Per il JPEG sostituisce il compressore integrato nel tuo browser con un codificatore open source più forte, che impacchetta i dati in modo più furbo e di solito fa risparmiare un altro 10–20% a parità di qualità visiva. Per il PNG usa un’ottimizzazione senza perdite, che non perde nulla: si limita a riconfezionare i dati, quindi ogni pixel esce esattamente uguale.
Qui la compressione PNG perde qualità?
No. L’ottimizzatore PNG non cambia mai un pixel. Se ti serve una riduzione forte su una fotografia salvata come PNG, convertila piuttosto in JPG o WebP: è lì che sta il risparmio vero.
Il risparmio è dello 0%. È rotto?
No. Alcuni file sono già impacchettati in modo ottimale, di solito perché sono usciti da un altro compressore. Lo strumento riporta il numero reale invece di restituirti in silenzio un file ricodificato della stessa dimensione.
Le immagini vengono caricate per convertirle?
No. Il tuo browser apre l’immagine, la ridisegna e la salva nel nuovo formato, tutto sul tuo dispositivo. Carica la pagina, spegni la connessione e la conversione funziona lo stesso: questa è la prova.
C’è un limite di dimensione o di quantità?
Nessuno imposto da noi.
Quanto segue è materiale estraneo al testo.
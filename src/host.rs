//! Host wiring: builds converters, providers and shims in startup order.
//!
//! Converter registration completes before any provider exists, so lookups
//! never race with registration.

use std::future::Future;
use std::sync::Arc;

use futures::FutureExt;
use futures::future;
use serde::Serialize;
use tracing::info;

use crate::bindings::{
    ActivityTriggerBindingProvider, ConverterRegistry, ConverterRegistryBuilder,
    OrchestrationTriggerBindingProvider, TriggerBinding, TriggerBindingProvider, TriggerData, TriggerValue,
};
use crate::config::DurableTaskOptions;
use crate::error::{Error, ExecuteError};
use crate::invocation::OrchestrationInvocation;
use crate::runtime::{
    ActivityCallback, FunctionRegistry, FunctionRegistryBuilder, TaskActivityShim, TaskOrchestrationShim,
    orchestration_callback,
};
use crate::trace::{TraceHelper, TraceSink, TracingTraceSink};
use crate::{TriggerAttribute, TriggerKind};

pub struct DurableTaskExtensionBuilder {
    options: DurableTaskOptions,
    sink: Option<Arc<dyn TraceSink>>,
    converters: ConverterRegistryBuilder,
}

impl DurableTaskExtensionBuilder {
    /// Replace the default `tracing`-backed trace sink.
    pub fn trace_sink(mut self, sink: Arc<dyn TraceSink>) -> Self {
        self.sink = Some(sink);
        self
    }

    /// Add a custom conversion. Registering a key the built-ins already cover
    /// fails the build.
    pub fn register_converter<S, D, F>(mut self, kind: TriggerKind, f: F) -> Self
    where
        S: 'static,
        D: Send + 'static,
        F: Fn(&S, &TriggerAttribute) -> Result<D, Error> + Send + Sync + 'static,
    {
        self.converters.register::<S, D, F>(kind, f);
        self
    }

    pub fn build(self) -> Result<DurableTaskExtension, Error> {
        let DurableTaskExtensionBuilder {
            options,
            sink,
            mut converters,
        } = self;
        options.validate()?;

        ActivityTriggerBindingProvider::register_binding_rules(&mut converters);
        let converters = converters.build_result()?;

        let options = Arc::new(options);
        let sink = sink.unwrap_or_else(|| Arc::new(TracingTraceSink));
        info!(
            target: "durable_functions::host",
            hub = %options.hub_name,
            converters = converters.len(),
            "durable task extension initialized"
        );
        Ok(DurableTaskExtension {
            trace: TraceHelper::new(options.clone(), sink),
            activity_provider: Arc::new(ActivityTriggerBindingProvider::new(converters.clone())),
            orchestration_provider: Arc::new(OrchestrationTriggerBindingProvider::new()),
            converters,
            options,
        })
    }
}

/// Process-wide extension state: options, trace helper, frozen converters and
/// the two trigger binding providers.
pub struct DurableTaskExtension {
    options: Arc<DurableTaskOptions>,
    trace: TraceHelper,
    converters: ConverterRegistry,
    activity_provider: Arc<ActivityTriggerBindingProvider>,
    orchestration_provider: Arc<OrchestrationTriggerBindingProvider>,
}

impl DurableTaskExtension {
    pub fn builder(options: DurableTaskOptions) -> DurableTaskExtensionBuilder {
        DurableTaskExtensionBuilder {
            options,
            sink: None,
            converters: ConverterRegistry::builder(),
        }
    }

    pub fn options(&self) -> &DurableTaskOptions {
        &self.options
    }

    pub fn trace_helper(&self) -> &TraceHelper {
        &self.trace
    }

    pub fn converters(&self) -> &ConverterRegistry {
        &self.converters
    }

    pub fn providers(&self) -> Vec<Arc<dyn TriggerBindingProvider>> {
        vec![self.activity_provider.clone(), self.orchestration_provider.clone()]
    }

    /// Start a registry that resolves descriptors through both providers.
    pub fn function_registry(&self) -> FunctionRegistryBuilder {
        FunctionRegistry::builder(self.providers())
    }

    /// Create the shim for one orchestration instance and wire `body` into it.
    ///
    /// The body is invoked once per replay pass with the same context; its
    /// return value becomes the output unless the body set one explicitly.
    pub fn orchestration_shim<F, Fut, Out>(
        &self,
        binding: &Arc<dyn TriggerBinding>,
        instance_id: impl Into<String>,
        body: F,
    ) -> Result<Arc<TaskOrchestrationShim>, Error>
    where
        F: Fn(OrchestrationInvocation) -> Fut + Send + Sync + 'static,
        Fut: Future<Output = anyhow::Result<Out>> + Send + 'static,
        Out: Serialize + Send + 'static,
    {
        if binding.kind() != TriggerKind::Orchestration {
            return Err(Error::configuration(format!(
                "'{}' is not an orchestration function",
                binding.function_name()
            )));
        }
        let invocation = OrchestrationInvocation::new(
            self.options.hub_name.clone(),
            binding.function_name(),
            binding.version().map(str::to_owned),
            instance_id,
        );
        let (ctx, _) = binding
            .bind(TriggerValue::Orchestration(invocation.clone()))?
            .take_value::<OrchestrationInvocation>()?;

        let shim = TaskOrchestrationShim::new(self.trace.clone(), invocation);
        shim.register_callback(Some(orchestration_callback(move || {
            let fut = body(ctx.clone());
            async move {
                let out = fut.await?;
                Ok::<_, anyhow::Error>(Some(serde_json::to_value(&out)?))
            }
        })))?;
        Ok(Arc::new(shim))
    }

    /// Create an activity shim whose body receives the bound parameter as `T`.
    ///
    /// `T` must match the binding's declared parameter type; for an "any"
    /// parameter that is `Arc<ActivityInvocation>`.
    pub fn activity_shim<T, F, Fut, Out>(
        &self,
        binding: &Arc<dyn TriggerBinding>,
        body: F,
    ) -> Result<TaskActivityShim, Error>
    where
        T: Send + 'static,
        F: Fn(T) -> Fut + Send + Sync + 'static,
        Fut: Future<Output = anyhow::Result<Out>> + Send + 'static,
        Out: Serialize + Send + 'static,
    {
        if binding.kind() != TriggerKind::Activity {
            return Err(Error::configuration(format!(
                "'{}' is not an activity function",
                binding.function_name()
            )));
        }
        // A parameter type mismatch is a wiring error, not a failure of the body.
        let callback: ActivityCallback = Arc::new(move |data: TriggerData| match data.take_value::<T>() {
            Ok((value, _)) => {
                let fut = body(value);
                async move {
                    let out = fut.await.map_err(ExecuteError::Function)?;
                    let value = serde_json::to_value(&out).map_err(|e| Error::serialization(e.to_string()))?;
                    Ok::<_, ExecuteError>(Some(value))
                }
                .boxed()
            }
            Err(e) => future::ready(Err::<Option<serde_json::Value>, _>(ExecuteError::Invocation(e))).boxed(),
        });
        Ok(TaskActivityShim::new(self.trace.clone(), binding.clone(), callback))
    }

    /// Run a registered converter directly, bypassing a binding.
    pub fn convert<S: 'static, D: 'static>(&self, kind: TriggerKind, source: &S) -> Option<Result<D, Error>> {
        let attribute = match kind {
            TriggerKind::Activity => TriggerAttribute::activity(),
            TriggerKind::Orchestration => TriggerAttribute::orchestration(),
        };
        self.converters.convert::<S, D>(kind, source, &attribute)
    }
}

impl std::fmt::Debug for DurableTaskExtension {
    fn fmt(&self, f: &mut std::fmt::Formatter<'_>) -> std::fmt::Result {
        f.debug_struct("DurableTaskExtension")
            .field("hub_name", &self.options.hub_name)
            .field("converters", &self.converters)
            .finish()
    }
}

#[cfg(test)]
mod tests {
    use super::*;
    use crate::bindings::{ParameterDescriptor, ParameterType};
    use crate::invocation::ActivityInvocation;
    use crate::runtime::TaskActivity;

    trait Greeting {}

    struct Formal;

    impl Greeting for Formal {}

    #[test]
    fn build_validates_options() {
        let err = DurableTaskExtension::builder(DurableTaskOptions::default().with_hub_name("x"))
            .build()
            .unwrap_err();
        assert!(err.is_configuration());
    }

    #[test]
    fn builtin_converter_conflict_fails_build() {
        let err = DurableTaskExtension::builder(DurableTaskOptions::default())
            .register_converter::<ActivityInvocation, String, _>(TriggerKind::Activity, |a, _| {
                Ok(a.raw_input().to_string())
            })
            .build()
            .unwrap_err();
        assert!(err.to_string().contains("duplicate"));
    }

    #[tokio::test]
    async fn custom_converter_binds_boxed_trait_object() {
        let ext = DurableTaskExtension::builder(DurableTaskOptions::default())
            .register_converter::<ActivityInvocation, Box<dyn Greeting + Send>, _>(TriggerKind::Activity, |_, _| {
                Ok(Box::new(Formal) as Box<dyn Greeting + Send>)
            })
            .build()
            .unwrap();
        assert_eq!(ext.converters().len(), 3);

        let registry = ext
            .function_registry()
            .register(ParameterDescriptor::activity(
                "Greet",
                ParameterType::opaque::<Box<dyn Greeting + Send>>(),
            ))
            .build_result()
            .unwrap();
        let binding = registry.activity("Greet").unwrap();
        let shim = ext
            .activity_shim(&binding, |_greeting: Box<dyn Greeting + Send>| async { Ok("greeted") })
            .unwrap();
        let out = shim.run("inst", "[]").await.unwrap();
        assert_eq!(out.as_deref(), Some("\"greeted\""));
    }

    #[tokio::test]
    async fn mismatched_body_type_is_permanent_invocation_error() {
        let ext = DurableTaskExtension::builder(DurableTaskOptions::default()).build().unwrap();
        let registry = ext
            .function_registry()
            .register(ParameterDescriptor::activity("Count", ParameterType::of::<u32>()))
            .build_result()
            .unwrap();
        let binding = registry.activity("Count").unwrap();
        let shim = ext
            .activity_shim(&binding, |text: String| async move { Ok(text) })
            .unwrap();

        let err = shim.run("inst", "[3]").await.unwrap_err();
        let invocation = err.as_invocation().expect("reported as an invocation error");
        assert!(invocation.is_configuration());
        assert!(invocation.is_permanent());
    }

    #[test]
    fn shim_helpers_check_binding_kind() {
        let ext = DurableTaskExtension::builder(DurableTaskOptions::default()).build().unwrap();
        let registry = ext
            .function_registry()
            .register(ParameterDescriptor::activity("Say", ParameterType::any()))
            .build_result()
            .unwrap();
        let binding = registry.activity("Say").unwrap();
        let err = ext
            .orchestration_shim(&binding, "i", |_ctx| async { Ok(()) })
            .unwrap_err();
        assert!(err.is_configuration());

        let raw: String = ext
            .convert::<ActivityInvocation, String>(TriggerKind::Activity, &ActivityInvocation::new("i", "[1]"))
            .unwrap()
            .unwrap();
        assert_eq!(raw, "[1]");
    }
}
Trascina cento file se vuoi; vengono elaborati uno dopo l’altro con una barra di avanzamento, e l’unico limite è la memoria del tuo dispositivo.
Che fine fanno i dati nascosti della foto (EXIF, posizione GPS)?
Vengono rimossi per impostazione predefinita, che di solito è quello che vuoi prima di mandare una foto a qualcuno. Spunta «Keep EXIF» (mantieni EXIF) se ti serve conservare la data e i dettagli della fotocamera in un file JPEG.